EXERCISE PROMPT:
Print verbatim the lines of the entries from the one containing "bomb.tick(5_000, &mut events);" to the last, inclusive, and no others.

SUPPLIED RECORDS:
//! Single-shot countdowns: the plain countdown, the egg timer and the bomb.

use std::str::FromStr;

use chrono::Utc;
use serde::{Deserialize, Serialize};

use super::{drain, TimerKind};
use crate::events::Event;

const DEFAULT_COUNTDOWN_MS: u64 = 5 * 60 * 1000;

#[derive(Debug, Clone, PartialEq, Serialize, Deserialize)]
pub struct Countdown {
    pub is_running: bool,
    pub is_paused: bool,
    pub initial_ms: u64,
    pub remaining_ms: u64,
    pub is_expired: bool,
}

impl Default for Countdown {
    fn default() -> Self {
        Self::new(DEFAULT_COUNTDOWN_MS)
    }
}

impl Countdown {
    pub fn new(duration_ms: u64) -> Self {
        Self {
            is_running: false,
            is_paused: false,
            initial_ms: duration_ms,
            remaining_ms: duration_ms,
            is_expired: false,
        }
    }

    pub fn start(&mut self) -> bool {
        if self.is_running || self.initial_ms == 0 {
            return false;
        }
        if self.is_expired || self.remaining_ms == 0 {
            self.reset();
        }
        self.is_running = true;
        self.is_paused = false;
        true
    }

    pub fn stop(&mut self) -> bool {
        if !self.is_running {
            return false;
        }
        self.is_running = false;
        self.is_paused = true;
        true
    }

    pub fn reset(&mut self) {
        *self = Self::new(self.initial_ms);
    }

    pub fn tick(&mut self, delta_ms: u64, events: &mut Vec<Event>) {
        if !self.is_running || !drain(&mut self.remaining_ms, delta_ms) {
            return;
        }
        self.is_expired = true;
        self.is_running = false;
        self.is_paused = false;
        let at = Utc::now();
        events.push(Event::TimerCompleted {
            kind: TimerKind::Countdown,
            at,
        });
        events.push(Event::SessionEnded {
            kind: TimerKind::Countdown,
            duration_ms: self.initial_ms,
            completed: true,
            laps: None,
            name: None,
            at,
        });
    }
}

#[derive(Debug, Clone, Copy, PartialEq, Eq, Serialize, Deserialize)]
#[serde(rename_all = "lowercase")]
pub enum EggPreset {
    Soft,
    Medium,
    Hard,
}

impl EggPreset {
    pub fn duration_ms(&self) -> u64 {
        match self {
            EggPreset::Soft => 6 * 60 * 1000,
            EggPreset::Medium => 8 * 60 * 1000,
            EggPreset::Hard => 10 * 60 * 1000,
        }
    }

    pub fn label(&self) -> &'static str {
        match self {
            EggPreset::Soft => "Soft boiled",
            EggPreset::Medium => "Medium boiled",
            EggPreset::Hard => "Hard boiled",
        }
    }
}

impl FromStr for EggPreset {
    type Err = String;

    fn from_str(s: &str) -> Result<Self, Self::Err> {
        match s.trim().to_ascii_lowercase().as_str() {
            "soft" => Ok(EggPreset::Soft),
            "medium" => Ok(EggPreset::Medium),
            "hard" => Ok(EggPreset::Hard),
            _ => Err(format!("unknown egg preset: {s} (soft, medium, hard)")),
        }
    }
}

#[derive(Debug, Clone, PartialEq, Serialize, Deserialize)]
pub struct EggTimer {
    pub is_running: bool,
    pub is_paused: bool,
    pub initial_ms: u64,
    pub remaining_ms: u64,
    pub is_completed: bool,
    #[serde(default)]
    pub preset: Option<EggPreset>,
}

impl Default for EggTimer {
    fn default() -> Self {
        Self::new(EggPreset::Medium.duration_ms(), Some(EggPreset::Medium))
    }
}

impl EggTimer {
    pub fn new(duration_ms: u64, preset: Option<EggPreset>) -> Self {
        Self {
            is_running: false,
            is_paused: false,
            initial_ms: duration_ms,
            remaining_ms: duration_ms,
            is_completed: false,
            preset,
        }
    }

    pub fn start(&mut self) -> bool {
        if self.is_running || self.initial_ms == 0 {
            return false;
        }
        if self.is_completed || self.remaining_ms == 0 {
            self.reset();
        }
        self.is_running = true;
        self.is_paused = false;
        true
    }

    pub fn stop(&mut self) -> bool {
        if !self.is_running {
            return false;
        }
        self.is_running = false;
        self.is_paused = true;
        true
    }

    pub fn reset(&mut self) {
        *self = Self::new(self.initial_ms, self.preset);
    }

    pub fn tick(&mut self, delta_ms: u64, events: &mut Vec<Event>) {
        if !self.is_running || !drain(&mut self.remaining_ms, delta_ms) {
            return;
        }
        self.is_completed = true;
        self.is_running = false;
        self.is_paused = false;
        let at = Utc::now();
        events.push(Event::TimerCompleted {
            kind: TimerKind::Egg,
            at,
        });
        events.push(Event::SessionEnded {
            kind: TimerKind::Egg,
            duration_ms: self.initial_ms,
            completed: true,
            laps: None,
            name: self.preset.map(|p| p.label().to_string()),
            at,
        });
    }
}

#[derive(Debug, Clone, Copy, PartialEq, Eq, Default, Serialize, Deserialize)]
#[serde(rename_all = "lowercase")]
pub enum Difficulty {
    Easy,
    #[default]
    Medium,
    Hard,
}

impl Difficulty {
    pub fn default_duration_ms(&self) -> u64 {
        match self {
            Difficulty::Easy => 60_000,
            Difficulty::Medium => 30_000,
            Difficulty::Hard => 15_000,
        }
    }

    pub fn as_str(&self) -> &'static str {
        match self {
            Difficulty::Easy => "easy",
            Difficulty::Medium => "medium",
            Difficulty::Hard => "hard",
        }
    }
}

impl FromStr for Difficulty {
    type Err = String;

    fn from_str(s: &str) -> Result<Self, Self::Err> {
        match s.trim().to_ascii_lowercase().as_str() {
            "easy" => Ok(Difficulty::Easy),
            "medium" => Ok(Difficulty::Medium),
            "hard" => Ok(Difficulty::Hard),
            _ => Err(format!("unknown difficulty: {s} (easy, medium, hard)")),
        }
    }
}

#[derive(Debug, Clone, PartialEq, Serialize, Deserialize)]
pub struct Bomb {
    pub is_running: bool,
    pub is_paused: bool,
    pub initial_ms: u64,
    pub remaining_ms: u64,
    pub is_exploded: bool,
    pub is_defused: bool,
    pub difficulty: Difficulty,
}

impl Default for Bomb {
    fn default() -> Self {
        let difficulty = Difficulty::default();
        Self::new(difficulty.default_duration_ms(), difficulty)
    }
}

impl Bomb {
    pub fn new(duration_ms: u64, difficulty: Difficulty) -> Self {
        Self {
            is_running: false,
            is_paused: false,
            initial_ms: duration_ms,
            remaining_ms: duration_ms,
            is_exploded: false,
            is_defused: false,
            difficulty,
        }
    }

    pub fn start(&mut self) -> bool {
        if self.is_running || self.initial_ms == 0 {
            return false;
        }
        if self.is_exploded || self.is_defused || self.remaining_ms == 0 {
            self.reset();
        }
        self.is_running = true;
        self.is_paused = false;
        true
    }

    pub fn stop(&mut self) -> bool {
        if !self.is_running {
            return false;
        }
        self.is_running = false;
        self.is_paused = true;
        true
    }

    pub fn reset(&mut self) {
        *self = Self::new(self.initial_ms, self.difficulty);
    }

    /// Defuse an armed bomb. Only valid between start and detonation.
    pub fn defuse(&mut self, events: &mut Vec<Event>) -> bool {
        let armed = self.is_running || self.is_paused;
        if !armed || self.is_exploded || self.is_defused || self.remaining_ms == 0 {
            return false;
        }
        self.is_defused = true;
        self.is_running = false;
        self.is_paused = false;
        let at = Utc::now();
        events.push(Event::BombDefused {
            remaining_ms: self.remaining_ms,
            at,
        });
        events.push(Event::SessionEnded {
            kind: TimerKind::Bomb,
            duration_ms: self.initial_ms - self.remaining_ms,
            completed: false,
            laps: None,
            name: Some("defused".into()),
            at,
        });
        true
    }

    pub fn tick(&mut self, delta_ms: u64, events: &mut Vec<Event>) {
        if !self.is_running || !drain(&mut self.remaining_ms, delta_ms) {
            return;
        }
        self.is_exploded = true;
        self.is_running = false;
        self.is_paused = false;
        let at = Utc::now();
        events.push(Event::BombExploded { at });
        events.push(Event::TimerCompleted {
            kind: TimerKind::Bomb,
            at,
        });
        events.push(Event::SessionEnded {
            kind: TimerKind::Bomb,
            duration_ms: self.initial_ms,
            completed: true,
            laps: None,
            name: Some("exploded".into()),
            at,
        });
    }
}

#[cfg(test)]
mod tests {
    use super::*;

    #[test]
    fn countdown_expires_once() {
        let mut cd = Countdown::new(5000);
        let mut events = Vec::new();
        assert!(cd.start());
        cd.tick(5000, &mut events);
        assert!(cd.is_expired);
        assert!(!cd.is_running);
        assert_eq!(cd.remaining_ms, 0);
        assert_eq!(events.len(), 2);

        cd.tick(5000, &mut events);
        assert_eq!(events.len(), 2);
    }

    #[test]
    fn presets_and_difficulty_parse() {
        assert_eq!("Soft".parse::<EggPreset>().unwrap(), EggPreset::Soft);
        assert_eq!("hard".parse::<Difficulty>().unwrap(), Difficulty::Hard);
        assert!("runny".parse::<EggPreset>().is_err());
    }

    #[test]
    fn zero_duration_does_not_start() {
        let mut cd = Countdown::new(0);
        assert!(!cd.start());
        assert!(!cd.is_running);
    }

    #[test]
    fn start_after_expiry_rearms() {
        let mut cd = Countdown::new(1000);
        let mut events = Vec::new();
        cd.start();
        cd.tick(2000, &mut events);
        assert!(cd.start());
        assert_eq!(cd.remaining_ms, 1000);
        assert!(!cd.is_expired);
    }

    #[test]
    fn egg_session_carries_preset_name() {
        let mut egg = EggTimer::new(EggPreset::Soft.duration_ms(), Some(EggPreset::Soft));
        let mut events = Vec::new();
        egg.start();
        egg.tick(EggPreset::Soft.duration_ms(), &mut events);
        assert!(egg.is_completed);
        assert!(events.iter().any(|e| matches!(
            e,
            Event::SessionEnded { name: Some(n), .. } if n == "Soft boiled"
        )));
    }

    #[test]
    fn bomb_explodes_without_defuse() {
        let mut bomb = Bomb::new(15_000, Difficulty::Hard);
        let mut events = Vec::new();
        bomb.start();
        bomb.tick(15_000, &mut events);
        assert!(bomb.is_exploded);
        assert!(!bomb.is_defused);
        assert!(!bomb.defuse(&mut events), "cannot defuse after detonation");
    }

    #[test]
    fn defused_bomb_never_explodes() {
        let mut bomb = Bomb::new(15_000, Difficulty::Hard);
        let mut events = Vec::new();
        assert!(!bomb.defuse(&mut events), "unarmed bomb cannot be defused");
        bomb.start();
        bomb.tick(5_000, &mut events);
        assert!(bomb.defuse(&mut events));
        bomb.tick(20_000, &mut events);
        assert!(bomb.is_defused);
        assert!(!bomb.is_exploded);
        assert_eq!(bomb.remaining_ms, 10_000);
    }
}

TASK RESPONSE:
        bomb.tick(5_000, &mut events);
        assert!(bomb.defuse(&mut events));
        bomb.tick(20_000, &mut events);
        assert!(bomb.is_defused);
        assert!(!bomb.is_exploded);
        assert_eq!(bomb.remaining_ms, 10_000);
    }
}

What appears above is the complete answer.